Entries provided section start

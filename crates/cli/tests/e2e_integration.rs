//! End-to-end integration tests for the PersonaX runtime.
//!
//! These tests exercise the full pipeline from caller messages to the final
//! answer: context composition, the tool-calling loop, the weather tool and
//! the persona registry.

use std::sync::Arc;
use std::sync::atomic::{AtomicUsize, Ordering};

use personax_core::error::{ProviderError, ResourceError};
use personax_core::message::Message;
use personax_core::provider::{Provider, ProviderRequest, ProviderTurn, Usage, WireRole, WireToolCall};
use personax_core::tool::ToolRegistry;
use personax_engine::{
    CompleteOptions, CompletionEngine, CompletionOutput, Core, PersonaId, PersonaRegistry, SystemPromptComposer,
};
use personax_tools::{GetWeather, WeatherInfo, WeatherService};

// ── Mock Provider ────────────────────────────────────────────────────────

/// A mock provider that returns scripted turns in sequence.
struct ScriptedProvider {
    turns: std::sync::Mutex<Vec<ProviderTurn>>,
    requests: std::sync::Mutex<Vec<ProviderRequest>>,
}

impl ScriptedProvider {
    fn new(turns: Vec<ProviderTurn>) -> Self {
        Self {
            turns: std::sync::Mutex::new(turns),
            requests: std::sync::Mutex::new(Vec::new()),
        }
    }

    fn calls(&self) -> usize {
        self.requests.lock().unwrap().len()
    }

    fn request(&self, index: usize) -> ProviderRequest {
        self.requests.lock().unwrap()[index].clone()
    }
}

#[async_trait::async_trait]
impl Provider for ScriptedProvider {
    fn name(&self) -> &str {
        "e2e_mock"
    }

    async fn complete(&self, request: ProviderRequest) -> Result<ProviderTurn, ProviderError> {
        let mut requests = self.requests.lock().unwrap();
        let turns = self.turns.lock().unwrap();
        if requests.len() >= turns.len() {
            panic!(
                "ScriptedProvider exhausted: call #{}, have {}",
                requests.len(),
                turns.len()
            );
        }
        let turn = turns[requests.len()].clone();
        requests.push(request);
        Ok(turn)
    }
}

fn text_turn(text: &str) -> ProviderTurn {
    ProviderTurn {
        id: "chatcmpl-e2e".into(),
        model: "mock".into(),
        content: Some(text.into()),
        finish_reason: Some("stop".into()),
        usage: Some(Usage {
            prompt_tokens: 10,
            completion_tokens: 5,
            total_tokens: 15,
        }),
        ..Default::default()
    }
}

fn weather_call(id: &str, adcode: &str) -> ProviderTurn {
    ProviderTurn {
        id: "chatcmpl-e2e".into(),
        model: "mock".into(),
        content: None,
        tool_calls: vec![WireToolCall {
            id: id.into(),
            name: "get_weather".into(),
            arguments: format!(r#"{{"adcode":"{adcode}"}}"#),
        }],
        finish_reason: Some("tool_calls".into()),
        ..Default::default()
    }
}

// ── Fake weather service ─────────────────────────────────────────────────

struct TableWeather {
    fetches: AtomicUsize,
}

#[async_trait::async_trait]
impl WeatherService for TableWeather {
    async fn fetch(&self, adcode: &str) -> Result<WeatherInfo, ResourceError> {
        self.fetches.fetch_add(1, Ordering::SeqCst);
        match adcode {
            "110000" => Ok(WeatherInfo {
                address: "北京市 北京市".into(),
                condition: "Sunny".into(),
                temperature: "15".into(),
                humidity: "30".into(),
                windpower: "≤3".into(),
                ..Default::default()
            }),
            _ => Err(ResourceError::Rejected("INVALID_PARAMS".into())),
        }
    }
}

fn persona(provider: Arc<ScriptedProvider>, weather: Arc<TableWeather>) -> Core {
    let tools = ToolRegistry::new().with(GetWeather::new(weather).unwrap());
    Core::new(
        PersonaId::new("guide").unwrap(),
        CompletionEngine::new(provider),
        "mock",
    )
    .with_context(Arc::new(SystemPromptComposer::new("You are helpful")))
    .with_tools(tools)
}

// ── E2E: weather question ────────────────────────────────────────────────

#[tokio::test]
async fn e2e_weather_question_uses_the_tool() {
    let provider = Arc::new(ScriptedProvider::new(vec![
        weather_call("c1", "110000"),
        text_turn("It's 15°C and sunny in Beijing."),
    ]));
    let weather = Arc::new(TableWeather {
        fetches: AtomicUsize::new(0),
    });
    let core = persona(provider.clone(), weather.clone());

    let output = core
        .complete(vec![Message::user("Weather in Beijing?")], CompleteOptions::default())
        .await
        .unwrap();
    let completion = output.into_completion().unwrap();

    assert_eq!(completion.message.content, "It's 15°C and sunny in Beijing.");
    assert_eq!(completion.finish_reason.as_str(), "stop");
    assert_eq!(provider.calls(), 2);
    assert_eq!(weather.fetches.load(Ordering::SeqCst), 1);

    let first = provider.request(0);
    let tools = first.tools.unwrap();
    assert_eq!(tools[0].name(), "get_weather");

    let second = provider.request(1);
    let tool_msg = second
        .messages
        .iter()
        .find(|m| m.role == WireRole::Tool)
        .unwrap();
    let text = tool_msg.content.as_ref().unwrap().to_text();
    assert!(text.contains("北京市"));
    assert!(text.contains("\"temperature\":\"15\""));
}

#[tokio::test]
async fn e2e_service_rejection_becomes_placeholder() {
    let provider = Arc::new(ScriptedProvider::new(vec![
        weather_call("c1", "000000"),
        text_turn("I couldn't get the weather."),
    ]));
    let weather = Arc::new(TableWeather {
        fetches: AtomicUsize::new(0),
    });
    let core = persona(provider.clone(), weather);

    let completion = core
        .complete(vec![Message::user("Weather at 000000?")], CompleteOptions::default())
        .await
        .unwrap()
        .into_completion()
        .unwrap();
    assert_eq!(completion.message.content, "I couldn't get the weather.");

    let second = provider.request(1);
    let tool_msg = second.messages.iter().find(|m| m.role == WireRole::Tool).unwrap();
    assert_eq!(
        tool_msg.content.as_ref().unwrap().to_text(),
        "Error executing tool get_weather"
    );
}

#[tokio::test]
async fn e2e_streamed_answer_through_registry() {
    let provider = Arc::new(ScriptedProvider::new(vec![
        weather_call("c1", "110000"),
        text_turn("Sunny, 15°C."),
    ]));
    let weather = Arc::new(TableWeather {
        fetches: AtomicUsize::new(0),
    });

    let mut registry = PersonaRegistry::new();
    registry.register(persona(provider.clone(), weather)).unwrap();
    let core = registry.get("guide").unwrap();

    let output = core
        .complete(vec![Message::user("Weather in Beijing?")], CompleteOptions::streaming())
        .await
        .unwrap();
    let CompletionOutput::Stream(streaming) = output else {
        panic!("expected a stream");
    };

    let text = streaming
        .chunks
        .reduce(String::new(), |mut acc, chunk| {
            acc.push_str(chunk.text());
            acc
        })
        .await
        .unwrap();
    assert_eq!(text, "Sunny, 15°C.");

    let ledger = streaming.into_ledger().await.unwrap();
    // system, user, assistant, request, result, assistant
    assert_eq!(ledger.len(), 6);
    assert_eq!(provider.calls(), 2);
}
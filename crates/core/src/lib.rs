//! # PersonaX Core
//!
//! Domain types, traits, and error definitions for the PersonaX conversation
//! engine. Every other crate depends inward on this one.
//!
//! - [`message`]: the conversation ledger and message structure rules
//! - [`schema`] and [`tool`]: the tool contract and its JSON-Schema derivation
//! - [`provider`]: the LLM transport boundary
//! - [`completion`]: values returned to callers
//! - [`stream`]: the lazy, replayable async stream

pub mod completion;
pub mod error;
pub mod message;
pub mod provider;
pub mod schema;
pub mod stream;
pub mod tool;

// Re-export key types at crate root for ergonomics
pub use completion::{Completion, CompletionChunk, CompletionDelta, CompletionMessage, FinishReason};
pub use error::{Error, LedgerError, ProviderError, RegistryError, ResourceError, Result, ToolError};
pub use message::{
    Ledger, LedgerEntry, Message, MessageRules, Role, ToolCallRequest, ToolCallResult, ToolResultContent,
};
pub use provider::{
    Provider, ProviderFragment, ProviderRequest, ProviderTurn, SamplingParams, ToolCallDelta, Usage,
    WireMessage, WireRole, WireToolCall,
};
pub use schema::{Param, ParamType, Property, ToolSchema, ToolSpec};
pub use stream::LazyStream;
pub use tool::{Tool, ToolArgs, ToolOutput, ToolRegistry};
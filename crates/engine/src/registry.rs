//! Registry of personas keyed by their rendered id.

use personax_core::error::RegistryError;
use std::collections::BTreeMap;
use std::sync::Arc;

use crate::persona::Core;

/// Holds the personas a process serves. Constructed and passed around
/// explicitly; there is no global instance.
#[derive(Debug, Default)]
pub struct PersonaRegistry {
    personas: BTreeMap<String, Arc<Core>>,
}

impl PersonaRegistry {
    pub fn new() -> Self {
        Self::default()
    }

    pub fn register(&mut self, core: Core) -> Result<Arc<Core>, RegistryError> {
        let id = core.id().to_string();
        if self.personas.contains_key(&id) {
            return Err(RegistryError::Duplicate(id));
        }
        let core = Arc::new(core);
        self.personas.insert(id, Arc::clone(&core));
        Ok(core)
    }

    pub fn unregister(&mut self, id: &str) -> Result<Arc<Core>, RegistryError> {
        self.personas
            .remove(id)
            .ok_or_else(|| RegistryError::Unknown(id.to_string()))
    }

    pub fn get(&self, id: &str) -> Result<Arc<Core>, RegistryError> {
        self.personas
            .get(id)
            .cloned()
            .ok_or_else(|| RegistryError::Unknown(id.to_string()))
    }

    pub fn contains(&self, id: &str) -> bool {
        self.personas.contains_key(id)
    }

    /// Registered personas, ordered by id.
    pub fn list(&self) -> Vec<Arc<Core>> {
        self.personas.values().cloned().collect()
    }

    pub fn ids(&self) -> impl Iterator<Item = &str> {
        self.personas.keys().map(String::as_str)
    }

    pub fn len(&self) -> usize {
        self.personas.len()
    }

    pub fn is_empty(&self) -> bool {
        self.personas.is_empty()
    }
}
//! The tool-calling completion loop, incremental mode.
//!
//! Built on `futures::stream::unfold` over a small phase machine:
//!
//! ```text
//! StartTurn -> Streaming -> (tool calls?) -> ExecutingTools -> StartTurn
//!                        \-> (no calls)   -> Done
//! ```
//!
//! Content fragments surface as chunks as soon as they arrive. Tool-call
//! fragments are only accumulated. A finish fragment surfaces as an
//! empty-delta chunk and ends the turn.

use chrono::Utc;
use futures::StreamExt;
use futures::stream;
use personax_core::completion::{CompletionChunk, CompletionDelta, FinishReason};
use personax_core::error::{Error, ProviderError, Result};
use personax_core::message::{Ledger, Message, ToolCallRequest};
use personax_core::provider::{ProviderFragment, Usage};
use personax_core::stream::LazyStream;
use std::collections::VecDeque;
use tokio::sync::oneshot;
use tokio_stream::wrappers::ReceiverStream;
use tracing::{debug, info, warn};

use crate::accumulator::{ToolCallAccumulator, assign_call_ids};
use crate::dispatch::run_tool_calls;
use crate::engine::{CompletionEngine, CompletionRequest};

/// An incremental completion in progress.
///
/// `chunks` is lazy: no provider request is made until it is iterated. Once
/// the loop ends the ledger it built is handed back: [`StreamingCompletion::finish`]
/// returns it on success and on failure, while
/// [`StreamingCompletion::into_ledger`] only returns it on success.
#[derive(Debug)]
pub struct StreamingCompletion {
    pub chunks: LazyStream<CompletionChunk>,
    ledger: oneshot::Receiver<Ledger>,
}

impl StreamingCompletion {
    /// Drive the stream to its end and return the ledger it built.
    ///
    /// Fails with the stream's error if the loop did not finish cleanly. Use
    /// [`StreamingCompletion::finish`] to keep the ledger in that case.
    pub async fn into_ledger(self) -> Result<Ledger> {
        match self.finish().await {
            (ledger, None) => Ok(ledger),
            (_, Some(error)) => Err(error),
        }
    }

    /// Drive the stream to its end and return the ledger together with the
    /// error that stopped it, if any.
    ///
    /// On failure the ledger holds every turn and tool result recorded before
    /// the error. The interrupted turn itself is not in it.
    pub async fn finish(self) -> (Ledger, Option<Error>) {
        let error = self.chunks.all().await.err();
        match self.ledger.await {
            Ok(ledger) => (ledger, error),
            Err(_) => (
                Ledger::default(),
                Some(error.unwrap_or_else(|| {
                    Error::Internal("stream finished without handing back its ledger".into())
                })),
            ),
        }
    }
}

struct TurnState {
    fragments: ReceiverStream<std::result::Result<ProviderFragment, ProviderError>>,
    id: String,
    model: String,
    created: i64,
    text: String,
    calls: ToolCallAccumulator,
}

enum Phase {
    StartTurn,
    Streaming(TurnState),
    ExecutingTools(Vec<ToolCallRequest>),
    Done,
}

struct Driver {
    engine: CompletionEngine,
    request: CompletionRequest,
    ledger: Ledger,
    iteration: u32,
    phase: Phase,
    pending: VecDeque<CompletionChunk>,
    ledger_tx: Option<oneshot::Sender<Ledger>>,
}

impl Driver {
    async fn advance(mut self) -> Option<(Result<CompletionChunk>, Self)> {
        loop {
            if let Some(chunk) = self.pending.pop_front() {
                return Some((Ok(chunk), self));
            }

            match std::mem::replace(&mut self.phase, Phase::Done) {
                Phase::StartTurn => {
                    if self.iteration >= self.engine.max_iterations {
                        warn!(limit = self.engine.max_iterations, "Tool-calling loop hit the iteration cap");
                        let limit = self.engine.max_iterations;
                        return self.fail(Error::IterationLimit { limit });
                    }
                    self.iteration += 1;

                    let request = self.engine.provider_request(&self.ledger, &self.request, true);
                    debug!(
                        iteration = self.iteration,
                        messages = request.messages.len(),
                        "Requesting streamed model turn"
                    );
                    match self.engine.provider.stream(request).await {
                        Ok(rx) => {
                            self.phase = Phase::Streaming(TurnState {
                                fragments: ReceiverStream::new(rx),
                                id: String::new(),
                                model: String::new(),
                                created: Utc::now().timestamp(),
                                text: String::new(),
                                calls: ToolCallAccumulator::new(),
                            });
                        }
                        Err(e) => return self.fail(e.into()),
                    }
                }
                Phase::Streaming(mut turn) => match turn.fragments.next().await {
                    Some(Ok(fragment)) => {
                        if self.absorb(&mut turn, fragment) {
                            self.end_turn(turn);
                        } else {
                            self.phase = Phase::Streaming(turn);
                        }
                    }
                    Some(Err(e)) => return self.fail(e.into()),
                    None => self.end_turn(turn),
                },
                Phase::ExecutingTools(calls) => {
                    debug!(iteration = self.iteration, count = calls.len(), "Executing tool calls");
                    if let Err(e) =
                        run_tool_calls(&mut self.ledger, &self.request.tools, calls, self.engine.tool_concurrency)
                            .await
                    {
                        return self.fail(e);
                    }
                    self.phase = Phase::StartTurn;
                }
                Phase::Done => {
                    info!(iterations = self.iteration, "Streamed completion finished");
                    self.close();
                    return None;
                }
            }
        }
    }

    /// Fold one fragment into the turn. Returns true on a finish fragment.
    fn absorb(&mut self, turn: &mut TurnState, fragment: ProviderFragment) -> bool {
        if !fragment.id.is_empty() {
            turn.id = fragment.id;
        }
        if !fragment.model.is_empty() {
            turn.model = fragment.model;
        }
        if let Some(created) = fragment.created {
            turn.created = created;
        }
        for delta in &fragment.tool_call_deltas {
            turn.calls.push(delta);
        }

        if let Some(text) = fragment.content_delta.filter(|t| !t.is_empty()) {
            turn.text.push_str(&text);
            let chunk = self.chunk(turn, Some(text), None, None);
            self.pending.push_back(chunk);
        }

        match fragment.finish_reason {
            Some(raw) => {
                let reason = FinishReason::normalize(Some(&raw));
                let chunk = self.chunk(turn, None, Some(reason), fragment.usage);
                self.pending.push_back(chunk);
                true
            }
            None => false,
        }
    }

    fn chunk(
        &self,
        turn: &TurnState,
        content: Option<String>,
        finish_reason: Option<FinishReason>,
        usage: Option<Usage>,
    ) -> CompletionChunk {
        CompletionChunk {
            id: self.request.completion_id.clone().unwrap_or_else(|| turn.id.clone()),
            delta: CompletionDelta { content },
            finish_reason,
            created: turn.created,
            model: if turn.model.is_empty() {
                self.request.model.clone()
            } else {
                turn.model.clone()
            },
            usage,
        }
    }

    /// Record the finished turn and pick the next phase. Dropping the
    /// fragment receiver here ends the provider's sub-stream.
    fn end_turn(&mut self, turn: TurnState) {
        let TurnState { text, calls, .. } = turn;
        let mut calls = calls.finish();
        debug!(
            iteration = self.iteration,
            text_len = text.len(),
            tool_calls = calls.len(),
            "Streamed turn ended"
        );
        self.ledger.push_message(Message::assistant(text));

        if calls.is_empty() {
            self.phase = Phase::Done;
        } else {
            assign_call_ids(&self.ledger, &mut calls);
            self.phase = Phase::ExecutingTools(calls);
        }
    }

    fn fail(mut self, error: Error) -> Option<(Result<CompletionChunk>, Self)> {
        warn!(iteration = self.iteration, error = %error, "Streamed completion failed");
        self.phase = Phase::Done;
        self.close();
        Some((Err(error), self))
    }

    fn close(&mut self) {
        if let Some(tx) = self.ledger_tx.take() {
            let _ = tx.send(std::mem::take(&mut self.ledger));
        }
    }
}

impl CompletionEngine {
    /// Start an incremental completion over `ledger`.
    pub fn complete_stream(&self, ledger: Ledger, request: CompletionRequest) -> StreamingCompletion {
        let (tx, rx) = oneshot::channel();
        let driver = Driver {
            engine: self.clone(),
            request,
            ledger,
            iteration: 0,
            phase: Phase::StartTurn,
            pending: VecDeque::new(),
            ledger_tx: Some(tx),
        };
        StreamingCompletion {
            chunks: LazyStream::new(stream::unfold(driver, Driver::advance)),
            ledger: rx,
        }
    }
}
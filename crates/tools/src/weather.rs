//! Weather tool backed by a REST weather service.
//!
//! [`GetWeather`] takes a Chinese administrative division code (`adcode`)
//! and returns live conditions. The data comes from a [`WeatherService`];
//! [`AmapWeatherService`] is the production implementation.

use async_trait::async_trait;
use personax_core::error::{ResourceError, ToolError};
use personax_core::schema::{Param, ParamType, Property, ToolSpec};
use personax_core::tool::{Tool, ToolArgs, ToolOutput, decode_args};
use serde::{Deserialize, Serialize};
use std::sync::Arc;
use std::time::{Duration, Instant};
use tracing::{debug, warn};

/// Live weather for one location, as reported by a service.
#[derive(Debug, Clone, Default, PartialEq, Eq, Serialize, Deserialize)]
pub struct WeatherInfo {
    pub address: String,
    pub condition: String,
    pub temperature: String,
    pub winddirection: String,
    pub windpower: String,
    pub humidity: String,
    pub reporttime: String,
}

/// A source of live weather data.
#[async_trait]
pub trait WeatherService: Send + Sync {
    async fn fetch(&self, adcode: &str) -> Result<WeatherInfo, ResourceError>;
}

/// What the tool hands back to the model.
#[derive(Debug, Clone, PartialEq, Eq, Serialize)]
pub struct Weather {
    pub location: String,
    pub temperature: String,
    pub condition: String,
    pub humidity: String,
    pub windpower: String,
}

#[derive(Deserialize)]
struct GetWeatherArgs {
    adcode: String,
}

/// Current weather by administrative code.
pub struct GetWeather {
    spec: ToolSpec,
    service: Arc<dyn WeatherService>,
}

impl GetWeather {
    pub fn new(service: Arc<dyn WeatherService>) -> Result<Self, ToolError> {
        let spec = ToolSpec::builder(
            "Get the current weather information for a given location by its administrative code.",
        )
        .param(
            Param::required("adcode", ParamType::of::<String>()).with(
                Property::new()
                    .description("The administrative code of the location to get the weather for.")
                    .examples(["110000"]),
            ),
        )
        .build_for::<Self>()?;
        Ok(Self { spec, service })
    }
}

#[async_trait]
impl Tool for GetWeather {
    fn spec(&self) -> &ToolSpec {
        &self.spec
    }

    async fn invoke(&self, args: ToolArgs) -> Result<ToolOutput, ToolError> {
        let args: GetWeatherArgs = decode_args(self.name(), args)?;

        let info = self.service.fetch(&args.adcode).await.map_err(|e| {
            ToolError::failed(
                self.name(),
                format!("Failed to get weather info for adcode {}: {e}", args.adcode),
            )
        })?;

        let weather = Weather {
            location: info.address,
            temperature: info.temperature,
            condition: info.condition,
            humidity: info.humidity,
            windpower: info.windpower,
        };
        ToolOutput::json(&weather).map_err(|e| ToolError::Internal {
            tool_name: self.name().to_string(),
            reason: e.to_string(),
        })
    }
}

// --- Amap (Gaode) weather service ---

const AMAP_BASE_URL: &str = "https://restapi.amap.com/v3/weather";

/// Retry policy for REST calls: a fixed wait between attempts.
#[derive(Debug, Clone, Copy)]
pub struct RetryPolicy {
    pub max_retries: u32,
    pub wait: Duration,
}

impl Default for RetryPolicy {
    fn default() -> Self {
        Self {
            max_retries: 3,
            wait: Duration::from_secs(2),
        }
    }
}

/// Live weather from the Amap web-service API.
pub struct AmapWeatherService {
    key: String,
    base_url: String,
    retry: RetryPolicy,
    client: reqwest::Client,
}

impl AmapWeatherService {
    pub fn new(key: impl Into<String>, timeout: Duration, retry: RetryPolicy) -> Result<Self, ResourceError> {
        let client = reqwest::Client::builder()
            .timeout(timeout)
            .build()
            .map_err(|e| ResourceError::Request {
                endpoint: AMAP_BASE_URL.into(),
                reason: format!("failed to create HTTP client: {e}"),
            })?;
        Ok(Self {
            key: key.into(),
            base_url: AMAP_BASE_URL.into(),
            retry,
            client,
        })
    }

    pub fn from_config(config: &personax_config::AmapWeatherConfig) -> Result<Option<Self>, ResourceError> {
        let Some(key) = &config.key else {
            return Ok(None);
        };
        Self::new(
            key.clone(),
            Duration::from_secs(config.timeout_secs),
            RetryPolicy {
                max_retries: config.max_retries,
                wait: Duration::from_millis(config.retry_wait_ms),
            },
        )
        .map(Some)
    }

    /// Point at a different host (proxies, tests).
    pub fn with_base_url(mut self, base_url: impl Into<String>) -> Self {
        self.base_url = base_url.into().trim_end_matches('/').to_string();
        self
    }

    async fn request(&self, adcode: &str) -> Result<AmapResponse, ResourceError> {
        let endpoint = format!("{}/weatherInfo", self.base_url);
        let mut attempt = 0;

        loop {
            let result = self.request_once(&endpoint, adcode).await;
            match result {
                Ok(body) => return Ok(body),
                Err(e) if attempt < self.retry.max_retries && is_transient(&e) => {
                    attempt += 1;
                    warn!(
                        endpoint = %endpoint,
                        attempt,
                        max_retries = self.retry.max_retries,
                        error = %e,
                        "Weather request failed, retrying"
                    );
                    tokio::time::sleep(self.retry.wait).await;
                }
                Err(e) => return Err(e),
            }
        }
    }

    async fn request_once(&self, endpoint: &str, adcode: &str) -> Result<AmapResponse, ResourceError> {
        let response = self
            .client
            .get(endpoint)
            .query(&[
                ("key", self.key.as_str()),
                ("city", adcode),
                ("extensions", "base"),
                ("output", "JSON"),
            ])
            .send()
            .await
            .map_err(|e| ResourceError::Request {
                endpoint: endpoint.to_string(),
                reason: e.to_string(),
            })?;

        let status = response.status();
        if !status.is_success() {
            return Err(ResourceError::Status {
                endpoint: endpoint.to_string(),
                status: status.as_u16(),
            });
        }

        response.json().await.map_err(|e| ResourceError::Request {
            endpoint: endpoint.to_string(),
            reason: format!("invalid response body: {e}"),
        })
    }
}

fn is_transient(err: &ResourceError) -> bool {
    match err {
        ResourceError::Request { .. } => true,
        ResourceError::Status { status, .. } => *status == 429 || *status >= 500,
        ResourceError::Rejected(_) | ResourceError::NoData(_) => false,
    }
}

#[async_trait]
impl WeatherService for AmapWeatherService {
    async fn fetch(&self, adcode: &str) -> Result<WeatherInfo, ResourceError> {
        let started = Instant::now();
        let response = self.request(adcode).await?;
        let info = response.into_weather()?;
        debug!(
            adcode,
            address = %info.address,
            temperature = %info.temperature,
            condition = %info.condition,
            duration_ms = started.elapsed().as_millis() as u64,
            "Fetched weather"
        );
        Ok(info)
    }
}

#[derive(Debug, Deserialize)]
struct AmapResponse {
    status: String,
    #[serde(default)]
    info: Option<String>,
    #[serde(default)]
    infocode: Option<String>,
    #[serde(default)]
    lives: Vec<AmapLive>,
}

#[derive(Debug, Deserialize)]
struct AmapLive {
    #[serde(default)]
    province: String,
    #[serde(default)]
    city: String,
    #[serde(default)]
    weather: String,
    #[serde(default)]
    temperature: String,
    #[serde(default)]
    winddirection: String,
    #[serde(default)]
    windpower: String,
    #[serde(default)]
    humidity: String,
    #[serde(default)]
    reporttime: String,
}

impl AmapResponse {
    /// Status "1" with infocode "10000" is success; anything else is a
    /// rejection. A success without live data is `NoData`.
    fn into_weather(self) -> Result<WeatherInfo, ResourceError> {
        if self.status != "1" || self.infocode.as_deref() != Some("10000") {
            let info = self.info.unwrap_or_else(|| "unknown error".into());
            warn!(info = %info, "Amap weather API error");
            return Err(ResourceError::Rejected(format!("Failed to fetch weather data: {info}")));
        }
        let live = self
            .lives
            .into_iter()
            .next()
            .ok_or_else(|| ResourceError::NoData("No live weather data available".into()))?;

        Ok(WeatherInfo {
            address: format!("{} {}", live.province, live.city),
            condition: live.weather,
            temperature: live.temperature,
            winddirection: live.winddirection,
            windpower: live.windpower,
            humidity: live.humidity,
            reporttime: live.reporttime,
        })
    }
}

Entries provided section end

» What is expected:
What is needed is an exact copy of the entries above, from the first line through the line holding "fn request(&self, index: usize)", with both of those lines kept; please give nothing else.

» Written reply:
filename crates/cli/tests/e2e_integration.rs
//! End-to-end integration tests for the PersonaX runtime.
//!
//! These tests exercise the full pipeline from caller messages to the final
//! answer: context composition, the tool-calling loop, the weather tool and
//! the persona registry.

use std::sync::Arc;
use std::sync::atomic::{AtomicUsize, Ordering};

use personax_core::error::{ProviderError, ResourceError};
use personax_core::message::Message;
use personax_core::provider::{Provider, ProviderRequest, ProviderTurn, Usage, WireRole, WireToolCall};
use personax_core::tool::ToolRegistry;
use personax_engine::{
    CompleteOptions, CompletionEngine, CompletionOutput, Core, PersonaId, PersonaRegistry, SystemPromptComposer,
};
use personax_tools::{GetWeather, WeatherInfo, WeatherService};

// ── Mock Provider ────────────────────────────────────────────────────────

/// A mock provider that returns scripted turns in sequence.
struct ScriptedProvider {
    turns: std::sync::Mutex<Vec<ProviderTurn>>,
    requests: std::sync::Mutex<Vec<ProviderRequest>>,
}

impl ScriptedProvider {
    fn new(turns: Vec<ProviderTurn>) -> Self {
        Self {
            turns: std::sync::Mutex::new(turns),
            requests: std::sync::Mutex::new(Vec::new()),
        }
    }

    fn calls(&self) -> usize {
        self.requests.lock().unwrap().len()
    }

    fn request(&self, index: usize) -> ProviderRequest {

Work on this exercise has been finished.